**What the exercise asks**
Go through the records below and report each line with "journal" in it.

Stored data
• • • • •

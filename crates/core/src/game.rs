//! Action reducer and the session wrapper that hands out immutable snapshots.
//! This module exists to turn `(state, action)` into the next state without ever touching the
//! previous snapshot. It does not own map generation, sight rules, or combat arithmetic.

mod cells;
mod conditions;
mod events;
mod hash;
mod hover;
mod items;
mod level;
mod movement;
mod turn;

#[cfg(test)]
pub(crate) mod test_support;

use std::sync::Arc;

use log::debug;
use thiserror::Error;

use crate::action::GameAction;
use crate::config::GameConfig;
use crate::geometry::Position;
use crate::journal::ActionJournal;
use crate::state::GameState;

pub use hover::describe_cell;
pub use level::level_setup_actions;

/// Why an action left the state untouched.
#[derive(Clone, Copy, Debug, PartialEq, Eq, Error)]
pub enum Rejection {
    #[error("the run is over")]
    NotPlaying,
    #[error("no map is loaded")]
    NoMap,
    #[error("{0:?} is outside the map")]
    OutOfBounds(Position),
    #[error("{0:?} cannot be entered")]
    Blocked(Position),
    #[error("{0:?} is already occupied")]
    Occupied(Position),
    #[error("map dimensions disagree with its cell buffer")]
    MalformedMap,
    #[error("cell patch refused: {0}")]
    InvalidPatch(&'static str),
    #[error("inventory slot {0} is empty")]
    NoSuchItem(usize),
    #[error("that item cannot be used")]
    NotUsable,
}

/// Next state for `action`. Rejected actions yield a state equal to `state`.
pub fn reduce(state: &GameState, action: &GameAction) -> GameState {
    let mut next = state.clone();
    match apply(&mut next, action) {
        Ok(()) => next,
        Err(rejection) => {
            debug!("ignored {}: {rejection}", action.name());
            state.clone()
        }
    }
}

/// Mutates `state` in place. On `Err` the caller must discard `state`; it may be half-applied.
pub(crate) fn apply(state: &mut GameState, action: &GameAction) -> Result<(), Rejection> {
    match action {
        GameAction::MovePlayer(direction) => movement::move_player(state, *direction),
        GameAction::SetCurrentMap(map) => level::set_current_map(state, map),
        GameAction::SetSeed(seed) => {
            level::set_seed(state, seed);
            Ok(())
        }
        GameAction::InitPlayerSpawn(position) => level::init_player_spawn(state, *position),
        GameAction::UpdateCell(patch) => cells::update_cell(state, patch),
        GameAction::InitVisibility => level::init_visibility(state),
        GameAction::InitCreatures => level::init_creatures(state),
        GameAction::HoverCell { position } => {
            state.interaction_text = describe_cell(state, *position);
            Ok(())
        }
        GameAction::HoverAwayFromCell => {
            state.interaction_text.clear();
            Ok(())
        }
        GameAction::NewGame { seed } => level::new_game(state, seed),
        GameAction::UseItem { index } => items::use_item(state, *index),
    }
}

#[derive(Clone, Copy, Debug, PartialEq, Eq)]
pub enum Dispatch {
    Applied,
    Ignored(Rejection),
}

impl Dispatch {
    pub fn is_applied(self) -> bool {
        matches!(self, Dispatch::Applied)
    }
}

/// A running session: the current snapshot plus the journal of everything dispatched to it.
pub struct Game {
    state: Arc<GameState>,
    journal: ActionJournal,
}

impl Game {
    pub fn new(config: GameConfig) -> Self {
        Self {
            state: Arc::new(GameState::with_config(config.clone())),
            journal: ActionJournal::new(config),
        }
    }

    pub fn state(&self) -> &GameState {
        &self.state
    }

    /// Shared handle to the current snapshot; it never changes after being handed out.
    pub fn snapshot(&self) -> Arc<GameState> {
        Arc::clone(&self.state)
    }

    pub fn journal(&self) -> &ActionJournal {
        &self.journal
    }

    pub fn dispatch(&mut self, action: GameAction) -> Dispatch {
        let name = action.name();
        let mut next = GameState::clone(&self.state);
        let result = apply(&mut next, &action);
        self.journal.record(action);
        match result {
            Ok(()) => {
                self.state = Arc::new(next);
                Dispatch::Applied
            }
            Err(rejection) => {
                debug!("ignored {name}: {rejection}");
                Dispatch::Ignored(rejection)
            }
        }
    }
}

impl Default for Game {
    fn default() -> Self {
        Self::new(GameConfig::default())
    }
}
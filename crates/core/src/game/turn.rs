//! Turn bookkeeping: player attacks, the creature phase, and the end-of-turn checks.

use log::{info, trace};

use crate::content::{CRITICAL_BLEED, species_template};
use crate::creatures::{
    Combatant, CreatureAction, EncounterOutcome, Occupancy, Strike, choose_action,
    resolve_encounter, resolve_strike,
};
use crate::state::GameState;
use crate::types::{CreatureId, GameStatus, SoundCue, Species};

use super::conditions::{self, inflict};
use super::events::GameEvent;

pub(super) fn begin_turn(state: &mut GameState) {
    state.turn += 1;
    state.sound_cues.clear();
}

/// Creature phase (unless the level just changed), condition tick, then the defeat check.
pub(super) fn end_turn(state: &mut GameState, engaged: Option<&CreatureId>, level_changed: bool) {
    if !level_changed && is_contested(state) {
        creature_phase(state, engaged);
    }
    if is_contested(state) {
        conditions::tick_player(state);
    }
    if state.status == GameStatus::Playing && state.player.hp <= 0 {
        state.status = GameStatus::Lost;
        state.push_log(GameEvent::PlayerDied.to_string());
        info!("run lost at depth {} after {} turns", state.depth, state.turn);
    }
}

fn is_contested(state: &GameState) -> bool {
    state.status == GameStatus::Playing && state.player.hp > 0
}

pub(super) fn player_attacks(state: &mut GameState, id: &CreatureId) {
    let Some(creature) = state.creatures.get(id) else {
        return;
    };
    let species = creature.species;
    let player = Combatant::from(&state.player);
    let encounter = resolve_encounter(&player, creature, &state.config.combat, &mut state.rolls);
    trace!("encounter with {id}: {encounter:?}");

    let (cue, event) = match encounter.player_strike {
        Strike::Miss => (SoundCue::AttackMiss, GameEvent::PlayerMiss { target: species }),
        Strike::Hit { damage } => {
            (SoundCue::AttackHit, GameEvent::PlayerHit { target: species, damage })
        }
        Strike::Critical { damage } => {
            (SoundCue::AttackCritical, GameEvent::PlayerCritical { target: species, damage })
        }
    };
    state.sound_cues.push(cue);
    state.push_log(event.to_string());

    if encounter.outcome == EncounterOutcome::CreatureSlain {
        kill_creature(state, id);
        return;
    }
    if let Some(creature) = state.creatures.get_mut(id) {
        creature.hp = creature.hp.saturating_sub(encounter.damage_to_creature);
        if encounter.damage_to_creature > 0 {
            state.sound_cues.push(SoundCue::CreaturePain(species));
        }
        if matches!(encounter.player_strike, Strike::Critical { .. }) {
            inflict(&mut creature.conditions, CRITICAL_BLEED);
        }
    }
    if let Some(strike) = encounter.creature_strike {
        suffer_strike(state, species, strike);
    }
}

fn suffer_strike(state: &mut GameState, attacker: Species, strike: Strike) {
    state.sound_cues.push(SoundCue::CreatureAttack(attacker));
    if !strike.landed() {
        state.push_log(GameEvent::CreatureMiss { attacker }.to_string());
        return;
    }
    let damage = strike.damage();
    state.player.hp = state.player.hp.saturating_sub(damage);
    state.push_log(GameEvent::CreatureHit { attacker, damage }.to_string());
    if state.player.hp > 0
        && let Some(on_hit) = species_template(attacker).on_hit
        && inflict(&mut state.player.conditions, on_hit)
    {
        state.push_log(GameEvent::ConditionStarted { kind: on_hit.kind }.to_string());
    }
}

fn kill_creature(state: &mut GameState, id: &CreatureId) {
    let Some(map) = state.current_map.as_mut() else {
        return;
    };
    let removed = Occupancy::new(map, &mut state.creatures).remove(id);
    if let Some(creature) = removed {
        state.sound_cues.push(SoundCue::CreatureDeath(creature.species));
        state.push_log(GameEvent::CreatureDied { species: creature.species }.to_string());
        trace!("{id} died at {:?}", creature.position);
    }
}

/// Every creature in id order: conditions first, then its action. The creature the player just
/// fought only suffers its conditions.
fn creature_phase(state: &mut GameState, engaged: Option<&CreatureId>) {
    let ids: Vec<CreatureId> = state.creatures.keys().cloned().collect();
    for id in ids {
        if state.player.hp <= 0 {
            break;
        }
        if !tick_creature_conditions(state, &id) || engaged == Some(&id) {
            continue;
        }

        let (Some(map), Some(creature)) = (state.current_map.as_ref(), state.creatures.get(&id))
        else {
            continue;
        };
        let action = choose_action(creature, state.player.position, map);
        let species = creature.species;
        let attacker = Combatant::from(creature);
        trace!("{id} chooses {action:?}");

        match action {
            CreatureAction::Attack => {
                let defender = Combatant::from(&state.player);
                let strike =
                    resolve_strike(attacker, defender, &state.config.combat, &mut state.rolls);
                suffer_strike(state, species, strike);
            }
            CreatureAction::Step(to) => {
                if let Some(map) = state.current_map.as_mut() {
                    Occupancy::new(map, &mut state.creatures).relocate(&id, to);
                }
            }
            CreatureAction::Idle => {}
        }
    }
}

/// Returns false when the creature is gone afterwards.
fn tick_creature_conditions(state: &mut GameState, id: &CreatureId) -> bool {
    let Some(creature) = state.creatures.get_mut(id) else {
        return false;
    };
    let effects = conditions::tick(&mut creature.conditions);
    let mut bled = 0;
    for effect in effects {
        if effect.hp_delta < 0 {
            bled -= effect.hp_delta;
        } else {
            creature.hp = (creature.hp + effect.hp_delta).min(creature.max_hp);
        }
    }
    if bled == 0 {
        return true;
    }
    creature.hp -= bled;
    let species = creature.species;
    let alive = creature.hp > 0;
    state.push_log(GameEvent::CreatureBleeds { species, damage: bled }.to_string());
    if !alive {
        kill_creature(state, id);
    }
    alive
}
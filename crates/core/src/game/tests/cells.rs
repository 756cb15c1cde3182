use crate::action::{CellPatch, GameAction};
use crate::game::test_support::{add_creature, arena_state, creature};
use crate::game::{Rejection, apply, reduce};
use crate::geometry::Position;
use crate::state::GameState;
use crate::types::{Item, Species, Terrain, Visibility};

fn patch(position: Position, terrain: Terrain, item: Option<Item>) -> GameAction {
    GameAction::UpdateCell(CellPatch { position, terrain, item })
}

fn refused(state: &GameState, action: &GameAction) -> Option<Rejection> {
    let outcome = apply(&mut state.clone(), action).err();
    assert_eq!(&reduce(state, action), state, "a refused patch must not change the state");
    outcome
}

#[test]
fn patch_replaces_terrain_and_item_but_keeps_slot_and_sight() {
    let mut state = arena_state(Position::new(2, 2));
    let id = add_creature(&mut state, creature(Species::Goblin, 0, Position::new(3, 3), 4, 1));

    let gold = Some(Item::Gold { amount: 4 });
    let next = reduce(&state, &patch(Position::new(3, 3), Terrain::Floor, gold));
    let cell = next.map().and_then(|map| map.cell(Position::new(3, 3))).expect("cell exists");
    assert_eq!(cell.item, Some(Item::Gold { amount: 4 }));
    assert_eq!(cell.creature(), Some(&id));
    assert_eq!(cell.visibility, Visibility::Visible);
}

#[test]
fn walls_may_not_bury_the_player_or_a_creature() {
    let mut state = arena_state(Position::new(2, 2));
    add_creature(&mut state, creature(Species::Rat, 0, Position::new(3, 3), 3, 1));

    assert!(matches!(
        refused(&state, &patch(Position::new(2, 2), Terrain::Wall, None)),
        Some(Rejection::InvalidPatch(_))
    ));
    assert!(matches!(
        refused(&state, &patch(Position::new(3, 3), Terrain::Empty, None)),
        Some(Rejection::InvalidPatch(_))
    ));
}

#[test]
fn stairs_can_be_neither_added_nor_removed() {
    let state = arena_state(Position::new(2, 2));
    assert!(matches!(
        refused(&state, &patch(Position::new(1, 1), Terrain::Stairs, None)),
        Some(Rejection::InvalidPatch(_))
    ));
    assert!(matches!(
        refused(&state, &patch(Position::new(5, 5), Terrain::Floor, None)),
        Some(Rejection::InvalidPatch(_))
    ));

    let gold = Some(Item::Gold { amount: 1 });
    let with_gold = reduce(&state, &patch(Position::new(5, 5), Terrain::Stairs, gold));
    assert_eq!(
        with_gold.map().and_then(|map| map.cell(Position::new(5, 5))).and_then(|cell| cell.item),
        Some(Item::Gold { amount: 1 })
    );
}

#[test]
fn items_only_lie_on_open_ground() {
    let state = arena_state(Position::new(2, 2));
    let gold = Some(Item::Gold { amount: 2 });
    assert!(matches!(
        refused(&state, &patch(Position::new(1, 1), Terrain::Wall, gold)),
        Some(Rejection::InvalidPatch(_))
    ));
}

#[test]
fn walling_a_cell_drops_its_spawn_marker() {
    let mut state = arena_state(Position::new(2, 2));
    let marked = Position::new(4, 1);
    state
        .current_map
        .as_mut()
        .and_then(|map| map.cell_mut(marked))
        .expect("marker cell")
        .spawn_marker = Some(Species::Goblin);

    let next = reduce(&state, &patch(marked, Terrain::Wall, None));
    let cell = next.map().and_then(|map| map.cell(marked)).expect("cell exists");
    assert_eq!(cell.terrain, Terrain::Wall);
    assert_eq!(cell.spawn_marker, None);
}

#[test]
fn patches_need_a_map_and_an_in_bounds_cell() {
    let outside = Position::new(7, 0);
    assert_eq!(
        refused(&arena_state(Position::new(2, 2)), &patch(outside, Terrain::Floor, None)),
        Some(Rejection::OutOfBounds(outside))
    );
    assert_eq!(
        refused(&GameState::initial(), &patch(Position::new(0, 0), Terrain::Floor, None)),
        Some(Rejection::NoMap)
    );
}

• • • • •

**Finished exercise**
use crate::journal::ActionJournal;
/// A running session: the current snapshot plus the journal of everything dispatched to it.
    journal: ActionJournal,
            journal: ActionJournal::new(config),
    pub fn journal(&self) -> &ActionJournal {
        &self.journal
        self.journal.record(action);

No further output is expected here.